On the espionage convictions, for transmitting defense information, Lind found that the leaked material was both potentially damaging to the US and “closely held,” meaning it had been classified by the appropriate authorities and remained classified at the time it was leaked. The defense had argued that much of the information Manning leaked either contained no damaging information or was already publicly known.
The lone computer fraud count on which Manning was convicted hinged on whether he knowingly exceeded his authorized access on a classified government network when he used his workplace computer to save the US Department of State cables to a compact disk so he could use his personal computer to transmit them to WikiLeaks.
The defense had argued that Manning was authorized to view the cables as part of his job and that there was no prohibition on downloading or saving them. Prosecutors had argued that Manning had no authority to access such a wide range of cables since his job was narrowly focused on the threat from Shia Muslims in Iraq.

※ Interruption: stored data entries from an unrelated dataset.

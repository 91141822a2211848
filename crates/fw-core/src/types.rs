use std::fmt;
use std::str::FromStr;

use chrono::{DateTime, Utc};
use serde::{Deserialize, Serialize};

pub type UserId = i64;
pub type EventId = i64;
pub type FolderId = i64;
pub type FileId = i64;

/// Folder id used in reports and capability arguments for the virtual root
/// (rows whose `parent_id` is NULL).
pub const ROOT_FOLDER_ID: FolderId = 0;

// ---------------------------------------------------------------------------
// EntityType
// ---------------------------------------------------------------------------

#[derive(Debug, Clone, Copy, PartialEq, Eq, Hash, PartialOrd, Ord, Serialize, Deserialize)]
#[serde(rename_all = "snake_case")]
pub enum EntityType {
    File,
    Folder,
}

impl EntityType {
    pub fn as_str(&self) -> &'static str {
        match self {
            EntityType::File => "file",
            EntityType::Folder => "folder",
        }
    }
}

impl fmt::Display for EntityType {
    fn fmt(&self, f: &mut fmt::Formatter<'_>) -> fmt::Result {
        f.write_str(self.as_str())
    }
}

impl FromStr for EntityType {
    type Err = ParseKindError;

    fn from_str(s: &str) -> Result<Self, Self::Err> {
        match s {
            "file" => Ok(EntityType::File),
            "folder" => Ok(EntityType::Folder),
            other => Err(ParseKindError(other.to_string())),
        }
    }
}

// ---------------------------------------------------------------------------
// ChangeAction
// ---------------------------------------------------------------------------

#[derive(Debug, Clone, Copy, PartialEq, Eq, Hash, PartialOrd, Ord, Serialize, Deserialize)]
#[serde(rename_all = "snake_case")]
pub enum ChangeAction {
    Create,
    Rename,
    Move,
    Delete,
    UpdateMeta,
}

impl ChangeAction {
    pub fn as_str(&self) -> &'static str {
        match self {
            ChangeAction::Create => "create",
            ChangeAction::Rename => "rename",
            ChangeAction::Move => "move",
            ChangeAction::Delete => "delete",
            ChangeAction::UpdateMeta => "update_meta",
        }
    }

    /// Classify an update from which of name / parent actually changed.
    ///
    /// Returns `None` when nothing changed (no event should be written).
    pub fn for_update(name_changed: bool, parent_changed: bool) -> Option<Self> {
        match (name_changed, parent_changed) {
            (false, false) => None,
            (true, false) => Some(ChangeAction::Rename),
            (false, true) => Some(ChangeAction::Move),
            (true, true) => Some(ChangeAction::UpdateMeta),
        }
    }
}

impl fmt::Display for ChangeAction {
    fn fmt(&self, f: &mut fmt::Formatter<'_>) -> fmt::Result {
        f.write_str(self.as_str())
    }
}

impl FromStr for ChangeAction {
    type Err = ParseKindError;

    fn from_str(s: &str) -> Result<Self, Self::Err> {
        match s {
            "create" => Ok(ChangeAction::Create),
            "rename" => Ok(ChangeAction::Rename),
            "move" => Ok(ChangeAction::Move),
            "delete" => Ok(ChangeAction::Delete),
            "update_meta" => Ok(ChangeAction::UpdateMeta),
            other => Err(ParseKindError(other.to_string())),
        }
    }
}

#[derive(Debug, thiserror::Error)]
#[error("unknown kind `{0}`")]
pub struct ParseKindError(pub String);

// ---------------------------------------------------------------------------
// ChangeEvent
// ---------------------------------------------------------------------------

/// One structural mutation of a user's tree, as stored in the event log.
///
/// Events are write-once: nothing in the crate updates or deletes them.
/// Ordering is by `id`; `created_at` is informational.
#[derive(Debug, Clone, PartialEq, Serialize, Deserialize)]
pub struct ChangeEvent {
    pub id: EventId,
    pub user_id: UserId,
    pub entity_type: EntityType,
    pub entity_id: i64,
    pub action: ChangeAction,
    pub old_parent_id: Option<FolderId>,
    pub new_parent_id: Option<FolderId>,
    pub old_name: Option<String>,
    pub new_name: Option<String>,
    pub payload: Option<serde_json::Value>,
    pub created_at: DateTime<Utc>,
}

/// An event that has not been written yet.
///
/// `entity_id` is optional so batch writers can hand over whatever the
/// mutation produced; entries without one are dropped before insertion.
#[derive(Debug, Clone, PartialEq, Serialize, Deserialize)]
pub struct NewChangeEvent {
    pub entity_type: EntityType,
    pub entity_id: Option<i64>,
    pub action: ChangeAction,
    pub old_parent_id: Option<FolderId>,
    pub new_parent_id: Option<FolderId>,
    pub old_name: Option<String>,
    pub new_name: Option<String>,
    pub payload: Option<serde_json::Value>,
}

impl NewChangeEvent {
    pub fn new(entity_type: EntityType, entity_id: i64, action: ChangeAction) -> Self {
        Self {
            entity_type,
            entity_id: Some(entity_id),
            action,
            old_parent_id: None,
            new_parent_id: None,
            old_name: None,
            new_name: None,
            payload: None,
        }
    }

    pub fn with_parents(mut self, old: Option<FolderId>, new: Option<FolderId>) -> Self {
        self.old_parent_id = old;
        self.new_parent_id = new;
        self
    }

    pub fn with_names(mut self, old: Option<String>, new: Option<String>) -> Self {
        self.old_name = old;
        self.new_name = new;
        self
    }

    pub fn with_payload(mut self, payload: serde_json::Value) -> Self {
        self.payload = Some(payload);
        self
    }
}

// ---------------------------------------------------------------------------
// Checkpoint
// ---------------------------------------------------------------------------

/// Per-user reconciliation cursor.
#[derive(Debug, Clone, PartialEq, Serialize, Deserialize)]
pub struct Checkpoint {
    pub user_id: UserId,
    pub last_event_id: EventId,
    pub last_full_scan_at: Option<DateTime<Utc>>,
    pub updated_at: DateTime<Utc>,
}

// ---------------------------------------------------------------------------
// Tree rows
// ---------------------------------------------------------------------------

#[derive(Debug, Clone, PartialEq, Eq, Serialize, Deserialize)]
pub struct Folder {
    pub id: FolderId,
    pub user_id: UserId,
    pub name: String,
    pub parent_id: Option<FolderId>,
}

#[derive(Debug, Clone, PartialEq, Serialize, Deserialize)]
pub struct FileEntry {
    pub id: FileId,
    pub user_id: UserId,
    pub name: String,
    pub parent_id: Option<FolderId>,
    pub size: Option<i64>,
    pub mime_type: Option<String>,
    pub description: Option<String>,
    pub created_at: DateTime<Utc>,
}

/// Metadata supplied when registering a new file in the tree.
#[derive(Debug, Clone, Default, PartialEq, Serialize, Deserialize)]
pub struct NewFile {
    pub name: String,
    pub parent_id: Option<FolderId>,
    pub size: Option<i64>,
    pub mime_type: Option<String>,
    pub description: Option<String>,
}

impl NewFile {
    pub fn named(name: impl Into<String>, parent_id: Option<FolderId>) -> Self {
        Self {
            name: name.into(),
            parent_id,
            ..Self::default()
        }
    }
}

/// A reference to a folder in reports; id 0 is the virtual root.
#[derive(Debug, Clone, PartialEq, Eq, PartialOrd, Ord, Serialize, Deserialize)]
pub struct FolderRef {
    pub id: FolderId,
    pub name: String,
}

impl FolderRef {
    pub fn root() -> Self {
        Self {
            id: ROOT_FOLDER_ID,
            name: "<root>".to_string(),
        }
    }

    pub fn is_root(&self) -> bool {
        self.id == ROOT_FOLDER_ID
    }
}

impl fmt::Display for FolderRef {
    fn fmt(&self, f: &mut fmt::Formatter<'_>) -> fmt::Result {
        write!(f, "ID: {}, Name: {}", self.id, self.name)
    }
}

/// Map a capability-level folder id (0 = root) to a nullable parent column.
pub fn parent_from_id(id: FolderId) -> Option<FolderId> {
    if id == ROOT_FOLDER_ID {
        None
    } else {
        Some(id)
    }
}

Lind drew a fine line in her legal reasoning. She said the phrase “exceeds authorized access” means Manning used the computer with authorization, and then used that access to obtain information he was not entitled to obtain.
The court-martial was in session for only about 30 minutes on Friday. Prosecutors presented four bits of evidence retrieved from Manning’s personal computer, mostly communications with his friend, Danny Clark, a Cambridge, Massachusetts, computer expert. The contents of those communications were not revealed in open court.
A military psychiatrist who examined Manning after his arrest testified on Wednesday that Clark was unavailable to Manning when Manning leaked the material under great psychological stress, largely due to his gender-identity uncertainty at a time when gay service members were prohibited from serving openly.
Manning “felt in hindsight that if he’d been able to talk with Danny Clark, that might have prevented these acts because he felt like, ‘If Danny had told me not to do that, I definitely wouldn’t have done that,”’ the psychiatrist, Navy Captain David Moulton, testified.
Clark did not respond on Friday to telephone and e-mail queries.
Manning apologized on Wednesday for the harm he caused by leaking the information. He did not apologize, though, for exposing what he considered wrongdoing by the US military and duplicitous diplomacy by the Department of State.
Speaking to Manning supporters after Friday’s session, defense attorney David Coombs acknowledged that Wednesday had been a tough day for Manning because it was “family day.” There was testimony that day from Manning’s older sister and an aunt, who both spoke of his difficult childhood with an alcoholic mother and the eventual split of the family after his parents divorced. The soldier got to spend about an hour and a half with family after Wednesday’s session, Coombs said.